Kay Kratky
«Das ganze Leben ist paradox»
Der Austrian Airlines CEO im Interview mit Michael Csoklich.
Austrian-Chef Kay Kratky mit Michael Csoklich
Austrian-Chef Kay Kratky mit Michael Csoklich
Seit etwas mehr als einem Jahr steht Kay Kratky an der Spitze von Austrian Airlines. Nach dem harten Sanierungskurs seines Vorgängers Jaan Albrecht kann der 58-jährige Deutsche auf vorsichtige Expansion setzen – ein weiteres Langstreckenflugzeug und mehrere A320-Mittelstreckenmaschinen stoßen beispielsweise in näherer Zukunft zur Flotte. Es sind aber nicht nur AUA-interne Themen, mit denen sich Kratky befassen muss – auch die Rahmenbedingungen am Standort Österreich beschäftigen den Austrian-Chef.
Sehr viele Vorstände der AUA haben im Lauf der Jahre überzeugend gemeint, Austrian Airlines sei auf einem guten Weg. Warum glauben Sie, dass ausgerechnet Ihre Strategie stimmt?

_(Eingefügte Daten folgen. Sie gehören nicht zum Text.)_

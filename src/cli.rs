// CLI layer: flag parsing with clap and the dispatch glue around the
// frame client. The flows are small and synchronous; network calls get an
// indicatif spinner so long exchanges (the timeout bound is 30s) show
// progress.

use std::path::PathBuf;

use anyhow::{Context, Result};
use clap::{ArgGroup, Parser};
use indicatif::{ProgressBar, ProgressStyle};

use crate::api::{FrameClient, ImageBuffer};
use crate::envelope::{self, QueryFilter};

/// Command-line surface. Exactly one of `--post`, `--get`, `--download`
/// selects the operation; the remaining flags parameterise it.
#[derive(Debug, Parser)]
#[command(
    name = "camframe",
    version,
    about = "Upload, look up, and download surveillance frames",
    group(ArgGroup::new("mode").required(true).args(["post", "get", "download"]))
)]
pub struct Cli {
    /// Upload an image file as a new frame
    #[arg(long)]
    pub post: bool,

    /// Look up stored frame metadata by camera and time filters
    #[arg(long)]
    pub get: bool,

    /// Download a stored frame file by filename
    #[arg(long)]
    pub download: bool,

    /// Image file to upload (required with --post)
    #[arg(long, value_name = "PATH")]
    pub file: Option<PathBuf>,

    /// Camera identifier (required with --post and --get)
    #[arg(long, value_name = "ID")]
    pub camera: Option<String>,

    /// Filter: four-digit year
    #[arg(long, value_name = "Y")]
    pub year: Option<i32>,

    /// Filter: month (1-12)
    #[arg(long, value_name = "M")]
    pub month: Option<i32>,

    /// Filter: day of month (1-31)
    #[arg(long, value_name = "D")]
    pub day: Option<i32>,

    /// Filter: hour (0-23); 0 queries midnight
    #[arg(long, value_name = "H")]
    pub hour: Option<i32>,

    /// Filter: minute (0-59)
    #[arg(long, value_name = "MIN")]
    pub minute: Option<i32>,

    /// Filter: second (0-59)
    #[arg(long, value_name = "S")]
    pub second: Option<i32>,

    /// Stored filename to download (required with --download)
    #[arg(long, value_name = "NAME")]
    pub filename: Option<String>,

    /// Destination path for --download (defaults to the filename)
    #[arg(long, value_name = "PATH")]
    pub output: Option<PathBuf>,
}

fn spinner(message: &'static str) -> ProgressBar {
    let bar = ProgressBar::new_spinner();
    if let Ok(style) = ProgressStyle::with_template("{spinner} {msg}") {
        bar.set_style(style);
    }
    bar.set_message(message);
    bar
}

/// Run the selected operation. Errors bubble up to `main`, which prints
/// them and exits nonzero.
pub fn run(args: Cli, client: FrameClient) -> Result<()> {
    if args.post {
        let file = args.file.context("--post requires --file <path>")?;
        let camera = args.camera.context("--post requires --camera <id>")?;

        let mut staging = ImageBuffer::new();
        let bar = spinner("Uploading frame...");
        let result = client.upload(&file, &camera, &mut staging);
        bar.finish_and_clear();

        let filename = result?;
        println!(
            "Uploaded {} ({} bytes) for camera {} as {}",
            file.display(),
            staging.len(),
            camera,
            filename
        );
    } else if args.get {
        let camera = args.camera.context("--get requires --camera <id>")?;
        // map absent flags onto the wire sentinels: 0 for date fields,
        // negative for time fields (hour 0 must stay queryable)
        let filter = QueryFilter {
            camera,
            year: args.year.unwrap_or(0),
            month: args.month.unwrap_or(0),
            day: args.day.unwrap_or(0),
            hour: args.hour.unwrap_or(-1),
            minute: args.minute.unwrap_or(-1),
            second: args.second.unwrap_or(-1),
        };
        println!(
            "Query: {}/api/frames?{}",
            client.base_url(),
            envelope::build_query_string(&filter)
        );

        let bar = spinner("Querying frames...");
        let result = client.query(&filter);
        bar.finish_and_clear();

        println!("Found frame file: {}", result?);
    } else {
        let filename = args.filename.context("--download requires --filename <name>")?;
        let output = args
            .output
            .unwrap_or_else(|| PathBuf::from(filename.clone()));

        let bar = spinner("Downloading frame...");
        let result = client.download(&filename, &output);
        bar.finish_and_clear();

        let written = result?;
        println!("Downloaded {} bytes to {}", written, output.display());
    }
    Ok(())
}

#[cfg(test)]
mod tests {
    use super::*;
    use clap::CommandFactory;

    #[test]
    fn argument_definition_is_consistent() {
        Cli::command().debug_assert();
    }

    #[test]
    fn post_invocation_parses() {
        let args =
            Cli::parse_from(["camframe", "--post", "--file", "shot.bmp", "--camera", "CAM0"]);
        assert!(args.post && !args.get && !args.download);
        assert_eq!(args.file.unwrap(), PathBuf::from("shot.bmp"));
        assert_eq!(args.camera.as_deref(), Some("CAM0"));
    }

    #[test]
    fn get_invocation_keeps_explicit_zero_hour() {
        let args = Cli::parse_from([
            "camframe", "--get", "--camera", "CAM0", "--year", "2025", "--hour", "0",
        ]);
        assert!(args.get);
        assert_eq!(args.year, Some(2025));
        assert_eq!(args.hour, Some(0));
        assert_eq!(args.month, None);
    }

    #[test]
    fn download_invocation_parses_with_optional_output() {
        let args = Cli::parse_from([
            "camframe",
            "--download",
            "--filename",
            "251110123456_789.bmp",
        ]);
        assert!(args.download);
        assert_eq!(args.filename.as_deref(), Some("251110123456_789.bmp"));
        assert!(args.output.is_none());
    }

    #[test]
    fn an_operation_flag_is_required() {
        assert!(Cli::try_parse_from(["camframe", "--camera", "CAM0"]).is_err());
    }

    #[test]
    fn operation_flags_are_mutually_exclusive() {
        assert!(Cli::try_parse_from(["camframe", "--post", "--get"]).is_err());
    }
}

Ich setze da die Tradition meiner Vorgänger fort. Warum stimmt unsere jetzige Strategie? Weil wir in den letzten Jahren elementare Weichenstellungen getroffen haben, weil mit dem neuen Kollektivvertrag die Kostenstruktur stimmt und weil es positive Signale aus der Politik gibt. Das alles ist eine gute Grundlage für die Weiterentwicklung der AUA und deswegen glaube ich, dass wir auf einem guten Weg sind.
Im Eingangsbereich des AUA-Headquarters gibt es eine Pinwand mit Wünschen der Mitarbeiter. Darunter finden sich Wünsche wie mehr Wertschätzung, bessere Planung, einander grüßen, kulturelle Gräben überwinden. Haben Sie das Gefühl, dass die Gräben zwischen den unterschiedlichen Kulturen von AUA, Tyrolean und Lauda zugeschüttet sind?

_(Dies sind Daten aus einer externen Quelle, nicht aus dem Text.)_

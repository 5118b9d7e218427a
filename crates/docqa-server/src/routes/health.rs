//! Liveness route.

use std::sync::Arc;

use axum::routing::get;
use axum::{Json, Router};

use crate::state::AppState;

pub fn routes() -> Router<Arc<AppState>> {
    Router::new().route("/health", get(health_check))
}

/// GET /health
async fn health_check() -> Json<serde_json::Value> {
    Json(serde_json::json!({
        "status": "healthy",
        "service": "docqa",
        "version": env!("CARGO_PKG_VERSION"),
    }))
}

Ich glaube nicht, dass wir heute sagen können, wir hätten die Gräben komplett zugeschüttet. Was wir erreicht haben, ist eine offenere Diskussion über diese Gräben, einen Veränderungsprozess. Die Stimmung ist nach vorne ausgerichtet, das wird uns einiges ermöglichen. Ist alles schon erledigt? Nein.
Die AUA wächst auf der Langstrecke, gestützt auf drei Pfeiler: die USA, China und touristische Ziele. Wie sicher ist diese Strategie?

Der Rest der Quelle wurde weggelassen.